*** Source data Section Begins ***

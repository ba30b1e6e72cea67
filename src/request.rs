use crate::{
    codec::ThriftSerializer,
    dispatcher::{InboundCall, TransportHeaders},
    error::CodecError,
    types::{Headers, ThriftArgs},
};
use std::time::Duration;

/// Transport-level view of a call.
#[derive(Debug, Clone, Default, PartialEq, Eq)]
pub struct TransportMetadata {
    /// The transport-level headers.
    pub headers: Headers,
    /// The caller expects a response within this period. Enforcing it is up to the
    /// transport.
    pub ttl: Duration,
}

impl TransportMetadata {
    pub fn from_request<A>(request: &RawRequest<'_, A>) -> Self {
        Self::from(request.transport())
    }
}

impl From<&TransportHeaders> for TransportMetadata {
    fn from(transport: &TransportHeaders) -> Self {
        Self {
            headers: transport.headers.clone(),
            ttl: Duration::from_millis(transport.ttl_ms),
        }
    }
}

/// Represents a Thrift call request.
///
/// `args` carries the parameters of the call, one field per parameter declared in
/// the IDL.
#[derive(Debug, Clone)]
pub struct ThriftRequest<A> {
    headers: Headers,
    args: A,
    transport: TransportMetadata,
}

impl<A: ThriftArgs> ThriftRequest<A> {
    pub(crate) async fn from_raw_request(request: &RawRequest<'_, A>) -> Result<Self, CodecError> {
        let headers = request.get_header().await?;
        let args = request.get_body().await?;
        Ok(Self {
            headers,
            args,
            transport: TransportMetadata::from_request(request),
        })
    }
}

impl<A> ThriftRequest<A> {
    /// The application-level headers passed in for this request.
    pub fn headers(&self) -> &Headers {
        &self.headers
    }

    pub fn args(&self) -> &A {
        &self.args
    }

    pub fn transport(&self) -> &TransportMetadata {
        &self.transport
    }

    pub fn into_args(self) -> A {
        self.args
    }
}

/// Typed request handed to return-based handlers, decoded by the dispatcher.
#[derive(Debug, Clone)]
pub struct Request<A> {
    pub body: A,
    pub headers: Headers,
    pub transport: TransportMetadata,
}

/// An undecoded inbound call as seen by mutate-in-place handlers.
pub struct RawRequest<'a, A> {
    call: InboundCall,
    headers_codec: ThriftSerializer<Headers>,
    args_codec: &'a ThriftSerializer<A>,
}

impl<'a, A: ThriftArgs> RawRequest<'a, A> {
    pub fn new(call: InboundCall, args_codec: &'a ThriftSerializer<A>) -> Self {
        Self {
            call,
            headers_codec: ThriftSerializer::new(),
            args_codec,
        }
    }

    pub async fn get_header(&self) -> Result<Headers, CodecError> {
        self.headers_codec.decode(&self.call.headers)
    }

    pub async fn get_body(&self) -> Result<A, CodecError> {
        self.args_codec.decode(&self.call.body)
    }
}

impl<A> RawRequest<'_, A> {
    pub fn endpoint(&self) -> &str {
        &self.call.endpoint
    }

    pub fn transport(&self) -> &TransportHeaders {
        &self.call.transport
    }
}
//! Build script for pinboard-firmware
//!
//! - Sets up linker search paths for memory.x
//! - Validates board.toml at compile time
//! - Generates the `FIRMWARE_CONFIG` constant from it

use std::env;
use std::fs::{self, File};
use std::io::Write;
use std::path::{Path, PathBuf};

use serde::Deserialize;

#[derive(Debug, Deserialize)]
#[serde(deny_unknown_fields)]
struct BoardToml {
    clock: ClockSection,
    #[serde(default)]
    debug: DebugSection,
    blink: BlinkSection,
    io_test: IoTestSection,
}

#[derive(Debug, Deserialize)]
#[serde(deny_unknown_fields)]
struct ClockSection {
    hse_hz: u32,
    sysclk_hz: u32,
}

#[derive(Debug, Deserialize)]
#[serde(deny_unknown_fields)]
struct DebugSection {
    #[serde(default = "default_true")]
    enabled: bool,
    #[serde(default = "default_baudrate")]
    baudrate: u32,
}

impl Default for DebugSection {
    fn default() -> Self {
        Self {
            enabled: true,
            baudrate: default_baudrate(),
        }
    }
}

#[derive(Debug, Deserialize)]
#[serde(deny_unknown_fields)]
struct BlinkSection {
    period_ms: u32,
}

#[derive(Debug, Deserialize)]
#[serde(deny_unknown_fields)]
struct IoTestSection {
    cycles: u32,
    period_ms: u32,
}

fn default_true() -> bool {
    true
}

fn default_baudrate() -> u32 {
    115_200
}

fn main() {
    setup_linker();
    let config = load_config();
    validate_config(&config);
    generate_config(&config);
}

/// Set up linker search paths for memory.x
fn setup_linker() {
    let out_dir = PathBuf::from(env::var("OUT_DIR").unwrap());

    // Copy memory.x to the output directory
    let memory_x = include_bytes!("memory.x");
    let mut f = File::create(out_dir.join("memory.x")).unwrap();
    f.write_all(memory_x).unwrap();

    // Tell rustc where to find memory.x
    println!("cargo:rustc-link-search={}", out_dir.display());
    println!("cargo:rustc-link-arg-bins=--nmagic");
    println!("cargo:rustc-link-arg-bins=-Tlink.x");
    println!("cargo:rustc-link-arg-bins=-Tdefmt.x");

    // Re-run if memory.x changes
    println!("cargo:rerun-if-changed=memory.x");
    println!("cargo:rerun-if-changed=build.rs");
}

/// Read and parse board.toml
fn load_config() -> BoardToml {
    println!("cargo:rerun-if-changed=board.toml");

    let config_path = Path::new("board.toml");

    if !config_path.exists() {
        panic!(
            "\n\
            ╔══════════════════════════════════════════════════════════════════╗\n\
            ║  ERROR: board.toml not found!                                    ║\n\
            ║                                                                  ║\n\
            ║  The firmware requires a board.toml configuration file.          ║\n\
            ║  Please create one in the pinboard-firmware directory.           ║\n\
            ╚══════════════════════════════════════════════════════════════════╝\n"
        );
    }

    let content = match fs::read_to_string(config_path) {
        Ok(content) => content,
        Err(e) => {
            panic!(
                "\n\
                ╔══════════════════════════════════════════════════════════════════╗\n\
                ║  ERROR: Failed to read board.toml                                ║\n\
                ║                                                                  ║\n\
                ║  Error: {:<56} ║\n\
                ╚══════════════════════════════════════════════════════════════════╝\n",
                e
            );
        }
    };

    match toml::from_str(&content) {
        Ok(config) => config,
        Err(e) => {
            panic!(
                "\n\
                ╔══════════════════════════════════════════════════════════════════╗\n\
                ║  ERROR: Invalid board.toml                                       ║\n\
                ╠══════════════════════════════════════════════════════════════════╣\n\
                ║                                                                  ║\n\
                {}\n\
                ║                                                                  ║\n\
                ╚══════════════════════════════════════════════════════════════════╝\n",
                format_error_lines(&e.to_string())
            );
        }
    }
}

/// Format error message lines with box drawing
fn format_error_lines(msg: &str) -> String {
    msg.lines()
        .map(|line| {
            let truncated = if line.len() > 64 {
                format!("{}...", &line[..61])
            } else {
                line.to_string()
            };
            format!("║  {:<64} ║", truncated)
        })
        .collect::<Vec<_>>()
        .join("\n")
}

/// Check value ranges; collects every problem before failing
fn validate_config(config: &BoardToml) {
    let mut errors = Vec::new();

    let clock = &config.clock;
    if !(4_000_000..=16_000_000).contains(&clock.hse_hz) {
        errors.push("[clock] hse_hz must be 4-16 MHz".to_string());
    }
    if clock.sysclk_hz == 0 || clock.sysclk_hz > 72_000_000 {
        errors.push("[clock] sysclk_hz must be at most 72 MHz".to_string());
    } else if clock.hse_hz != 0 {
        if clock.sysclk_hz % clock.hse_hz != 0 {
            errors.push("[clock] sysclk_hz must be a multiple of hse_hz".to_string());
        } else if !(2..=16).contains(&(clock.sysclk_hz / clock.hse_hz)) {
            errors.push("[clock] sysclk_hz / hse_hz must be 2-16 (PLL)".to_string());
        }
    }

    if !(1_200..=4_500_000).contains(&config.debug.baudrate) {
        errors.push(format!(
            "[debug] baudrate {} out of range (1200-4500000)",
            config.debug.baudrate
        ));
    }

    if !(1..=60_000).contains(&config.blink.period_ms) {
        errors.push("[blink] period_ms must be 1-60000".to_string());
    }

    if !(1..=1_000).contains(&config.io_test.cycles) {
        errors.push("[io_test] cycles must be 1-1000".to_string());
    }
    if !(1..=10_000).contains(&config.io_test.period_ms) {
        errors.push("[io_test] period_ms must be 1-10000".to_string());
    }

    if !errors.is_empty() {
        panic!(
            "\n\
            ╔══════════════════════════════════════════════════════════════════╗\n\
            ║  ERROR: Invalid values in board.toml                             ║\n\
            ╠══════════════════════════════════════════════════════════════════╣\n\
            {}\n\
            ╚══════════════════════════════════════════════════════════════════╝\n",
            errors
                .iter()
                .map(|e| format!("║  • {:<62} ║", e))
                .collect::<Vec<_>>()
                .join("\n")
        );
    }

    println!("cargo:warning=board.toml validated successfully");
}

/// Write `firmware_config.rs` into OUT_DIR
fn generate_config(config: &BoardToml) {
    let out_dir = PathBuf::from(env::var("OUT_DIR").unwrap());
    let code = format!(
        "pub const FIRMWARE_CONFIG: FirmwareConfig = FirmwareConfig {{\n\
         \x20   clock: ClockConfig {{ hse_hz: {}, sysclk_hz: {} }},\n\
         \x20   debug: DebugConfig {{ enabled: {}, baudrate: {} }},\n\
         \x20   blink: BlinkConfig {{ period_ms: {} }},\n\
         \x20   io_test: IoTestConfig {{ cycles: {}, period_ms: {} }},\n\
         }};\n",
        config.clock.hse_hz,
        config.clock.sysclk_hz,
        config.debug.enabled,
        config.debug.baudrate,
        config.blink.period_ms,
        config.io_test.cycles,
        config.io_test.period_ms,
    );
    fs::write(out_dir.join("firmware_config.rs"), code).unwrap();
}
//! Pinboard - Blue Pill bring-up firmware
//!
//! Brings the clock tree up, opens the debug console, then binds and
//! configures every declared pin resource in order. Any failure there
//! halts the board. Once all resources are ready it runs a short GPIO
//! loopback test and blinks the on-board LED forever.

#![no_std]
#![no_main]

use defmt::*;
use embassy_executor::Spawner;
use embassy_stm32::usart::Uart;
use embassy_time::Timer;
use {defmt_rtt as _, panic_probe as _};

use pinboard_core::board::blue_pill::{self, BluePillPin, BluePillRegistry};
use pinboard_hal::gpio::Level;
use pinboard_hal::uart::NullTx;
use pinboard_hal_stm32f1::uart::debug_config;
use pinboard_hal_stm32f1::{bank_pins, clock, DebugUart, PinBank, Stm32f1Driver};

use crate::config::{BlinkConfig, IoTestConfig, FIRMWARE_CONFIG};
use crate::debug::{Console, DebugSink};

mod config;
mod debug;

type Board = BluePillRegistry<Stm32f1Driver>;

/// Main entry point
#[embassy_executor::main]
async fn main(_spawner: Spawner) {
    info!("Pinboard firmware starting...");
    let config = FIRMWARE_CONFIG;

    let rcc = match clock::config(&config.clock) {
        Ok(rcc) => rcc,
        Err(e) => {
            error!("Clock configuration rejected: {}", e);
            halt();
        }
    };
    let p = embassy_stm32::init(rcc);
    info!("Clock running at {} Hz", config.clock.sysclk_hz);

    // Debug output is optional; a UART setup failure only loses the text log
    let sink = if config.debug.enabled {
        match Uart::new_blocking(p.USART1, p.PA10, p.PA9, debug_config(config.debug.baudrate)) {
            Ok(uart) => DebugSink::Uart(DebugUart::new(uart)),
            Err(_) => {
                warn!("Debug UART unavailable, continuing without it");
                DebugSink::Off(NullTx)
            }
        }
    } else {
        DebugSink::Off(NullTx)
    };
    let mut console = Console::new(sink);
    console.line(format_args!("Pinboard starting"));

    // PA9/PA10 belong to the debug UART, PA13/PA14 to SWD
    let mut bank = PinBank::new();
    bank_pins!(
        bank, p, PA0, PA1, PA2, PA3, PA4, PA5, PA6, PA7, PA8, PA11, PA12, PA15, PB0, PB1, PB2,
        PB3, PB4, PB5, PB6, PB7, PB8, PB9, PB10, PB11, PB12, PB13, PB14, PB15, PC13, PC14, PC15,
    );

    let mut board: Board = match blue_pill::registry(Stm32f1Driver::new(bank)) {
        Ok(board) => board,
        Err(e) => {
            let msg = console.line(format_args!("Resource table invalid: {}", e));
            error!("{}", msg.as_str());
            halt();
        }
    };

    if let Err(e) = board.initialize_all() {
        let msg = console.line(format_args!("Platform init failed: {}", e));
        error!("{}", msg.as_str());
        console.flush();
        halt();
    }

    info!("All pin resources configured");
    console.line(format_args!("Platform init OK"));

    io_test(&mut board, &mut console, &config.io_test).await;
    blink(&mut board, &mut console, &config.blink).await;
}

/// Toggle the debug output and sample the test input
async fn io_test(board: &mut Board, console: &mut Console, config: &IoTestConfig) {
    for cycle in 0..config.cycles {
        if let Err(e) = board.set_level(BluePillPin::DebugOutput, Level::High) {
            warn!("I/O test: drive high failed: {}", e);
        }
        Timer::after_millis(config.period_ms.into()).await;

        match board.level(BluePillPin::TestInput) {
            Ok(level) => {
                debug!("I/O test cycle {}: input {}", cycle, level);
            }
            Err(e) => {
                let msg = console.line(format_args!("I/O test: read failed: {}", e));
                warn!("{}", msg.as_str());
            }
        }

        if let Err(e) = board.set_level(BluePillPin::DebugOutput, Level::Low) {
            warn!("I/O test: drive low failed: {}", e);
        }
        Timer::after_millis(config.period_ms.into()).await;
    }
    console.line(format_args!("I/O test done ({} cycles)", config.cycles));
}

/// Blink the on-board LED forever
async fn blink(board: &mut Board, console: &mut Console, config: &BlinkConfig) -> ! {
    loop {
        match board.toggle(BluePillPin::LedBuiltin) {
            Ok(Level::High) => {
                console.line(format_args!("LED HIGH"));
            }
            Ok(Level::Low) => {
                console.line(format_args!("LED LOW"));
            }
            Err(e) => {
                warn!("LED toggle failed: {}", e);
            }
        }
        Timer::after_millis(config.period_ms.into()).await;
    }
}

/// Stop the board after an unrecoverable bring-up failure
fn halt() -> ! {
    loop {
        cortex_m::asm::wfi();
    }
}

*** Source data Section Ends ***

# Task goal
Go through the records and work out how many lines contain the string "struct". The answer should be that number alone.

# Response area
9